Presto Scheduler Changes for Rubix
Next, Garvit Gupta from Microsoft presented his work on Presto scheduler changes for data locality and optimized scheduling for caching engines like RubiX. This work was done primarily as part of his internship at Qubole. This talk was co-presented by Ankit Dixit from Qubole, who first gave an overview of the Rubix caching engine and its architecture. Garvit highlighted the need for having locality as another dimension to be considered while assigning splits to nodes and how this led to the implementation of a new Presto scheduler. The new scheduling model manages to prioritize locality while ensuring a uniform distribution of workload to nodes and improves efficacy of any data caching framework that you would use with Presto. His talk covered the new scheduler changes in detail, and concluded with performance numbers where he saw upto 9x improvement in cached/local reads with RubiX.
Presto at MiQ Digital
Final presentation of the day was from Rohit Srivastava, Engineering Manager at MiQ Digital, who presented an overview of Unified Insights & Data Analytics platform at MiQ. He highlighted several challenges that his team had to overcome, such as scaling the team/infrastructure/company, dealing with data copies, duplication of data pre-processing and the cost and effort that goes into it, meeting strict SLAs etc. He gave an overview of how using Presto on Qubole for all dashboarding needs with additions like standardising most of their data to be stored in the Apache Parquet format on S3 has helped overcome some of these challenges.
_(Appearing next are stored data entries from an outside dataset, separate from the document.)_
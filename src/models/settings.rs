use async_graphql::{ComplexObject, SimpleObject};
use serde::{Deserialize, Serialize};

use crate::error::{CornerError, CornerResult};
use crate::models::category::{Categories, Category};

/// The admin-editable settings every report reads.
#[derive(Clone, Debug, PartialEq, Serialize, Deserialize, SimpleObject)]
#[graphql(complex)]
pub struct Settings {
    /// The summed share a player needs in one operational day to earn a point
    #[serde(default = "Settings::default_minimum_value")]
    pub minimum_value: f64,
    #[serde(default)]
    #[graphql(skip)]
    pub categories: Categories,
}

#[ComplexObject]
impl Settings {
    /// The known event categories and whether they earn points
    pub async fn categories(&self) -> Vec<Category> {
        self.categories.all().to_vec()
    }
}

impl Settings {
    pub const DEFAULT_MINIMUM_VALUE: f64 = 80.0;

    fn default_minimum_value() -> f64 {
        Self::DEFAULT_MINIMUM_VALUE
    }

    pub fn check_minimum_value(value: f64) -> CornerResult<f64> {
        if value.is_finite() && value > 0.0 {
            Ok(value)
        } else {
            Err(CornerError::InvalidThreshold(value))
        }
    }

    pub fn validate(&self) -> CornerResult<()> {
        Self::check_minimum_value(self.minimum_value).map(|_| ())
    }

    /// The threshold to use for one report, captured once up front.
    pub fn threshold(&self, minimum_value_override: Option<f64>) -> CornerResult<f64> {
        Self::check_minimum_value(minimum_value_override.unwrap_or(self.minimum_value))
    }
}

impl Default for Settings {
    fn default() -> Self {
        Self {
            minimum_value: Self::DEFAULT_MINIMUM_VALUE,
            categories: Categories::default(),
        }
    }
}
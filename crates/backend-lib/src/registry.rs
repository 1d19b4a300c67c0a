// ============================
// crates/backend-lib/src/registry.rs
// ============================
//! Session registry: one record per active connection, the source of
//! truth for "who is online". Registration order is preserved for
//! presence broadcasts.
use chatroom_common::{Session, Status};
use chrono::Utc;

/// Synthesize the display image URI used when a client joins without one.
pub fn default_avatar(username: &str) -> String {
    format!("https://ui-avatars.com/api/?name={username}")
}

#[derive(Default)]
pub struct SessionRegistry {
    // Vec keeps registration order; the registry stays small enough
    // that linear lookup by connection id is fine.
    sessions: Vec<Session>,
}

impl SessionRegistry {
    pub fn new() -> Self {
        Self::default()
    }

    /// Register a session for `conn_id`. A re-join on a live connection
    /// id is an idempotent update: the stored record is replaced in
    /// place, keeping its position in the registration order.
    pub fn join(&mut self, conn_id: &str, username: String, avatar: Option<String>) -> Session {
        let session = Session {
            id: conn_id.to_string(),
            username: username.clone(),
            avatar: avatar.unwrap_or_else(|| default_avatar(&username)),
            status: Status::Online,
            joined_at: Utc::now(),
        };

        if let Some(existing) = self.sessions.iter_mut().find(|s| s.id == conn_id) {
            *existing = session.clone();
        } else {
            self.sessions.push(session.clone());
        }

        session
    }

    /// Remove the session for `conn_id`, returning it for downstream
    /// cleanup. Unknown ids are a no-op.
    pub fn remove(&mut self, conn_id: &str) -> Option<Session> {
        let idx = self.sessions.iter().position(|s| s.id == conn_id)?;
        Some(self.sessions.remove(idx))
    }

    pub fn get(&self, conn_id: &str) -> Option<&Session> {
        self.sessions.iter().find(|s| s.id == conn_id)
    }

    pub fn contains(&self, conn_id: &str) -> bool {
        self.get(conn_id).is_some()
    }

    /// All sessions in registration order.
    pub fn list(&self) -> &[Session] {
        &self.sessions
    }

    pub fn len(&self) -> usize {
        self.sessions.len()
    }

    pub fn is_empty(&self) -> bool {
        self.sessions.is_empty()
    }
}

#[cfg(test)]
mod tests {
    use super::*;

    #[test]
    fn join_preserves_registration_order() {
        let mut registry = SessionRegistry::new();
        registry.join("c1", "ada".to_string(), None);
        registry.join("c2", "grace".to_string(), None);
        registry.join("c3", "linus".to_string(), None);

        let names: Vec<_> = registry.list().iter().map(|s| s.username.as_str()).collect();
        assert_eq!(names, ["ada", "grace", "linus"]);
        assert_eq!(registry.len(), 3);
    }

    #[test]
    fn duplicate_join_is_an_idempotent_update() {
        let mut registry = SessionRegistry::new();
        registry.join("c1", "ada".to_string(), None);
        registry.join("c2", "grace".to_string(), None);

        // same connection id joins again with a new name
        registry.join("c1", "ada2".to_string(), None);

        assert_eq!(registry.len(), 2);
        let names: Vec<_> = registry.list().iter().map(|s| s.username.as_str()).collect();
        // record replaced in place, order position kept
        assert_eq!(names, ["ada2", "grace"]);
    }

    #[test]
    fn missing_avatar_gets_a_synthesized_one() {
        let mut registry = SessionRegistry::new();
        let session = registry.join("c1", "ada".to_string(), None);
        assert_eq!(session.avatar, "https://ui-avatars.com/api/?name=ada");

        let session = registry.join("c2", "grace".to_string(), Some("https://img/g.png".to_string()));
        assert_eq!(session.avatar, "https://img/g.png");
    }

    #[test]
    fn remove_is_idempotent() {
        let mut registry = SessionRegistry::new();
        registry.join("c1", "ada".to_string(), None);

        let removed = registry.remove("c1").unwrap();
        assert_eq!(removed.username, "ada");
        assert!(registry.is_empty());

        // second removal reports nothing and has no side effects
        assert!(registry.remove("c1").is_none());
        assert!(registry.remove("never-joined").is_none());
    }
}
In summary, first Presto Summit in India, had a great mix of talks - some were around Presto usage and experience of operating large Presto deployments across multiple clouds, while some others focussed on niche technical contributions around Presto scheduler changes for data locality, speeding up ORC reader, and read support for Hive ACID tables in Presto. Participants had interesting and engaging questions for all the speakers and in general, enjoyed interacting with Presto founders, other Presto users and developers in the region.
Videos and slides for all talks can be found here.
We look forward to the next Presto Summit in this region soon!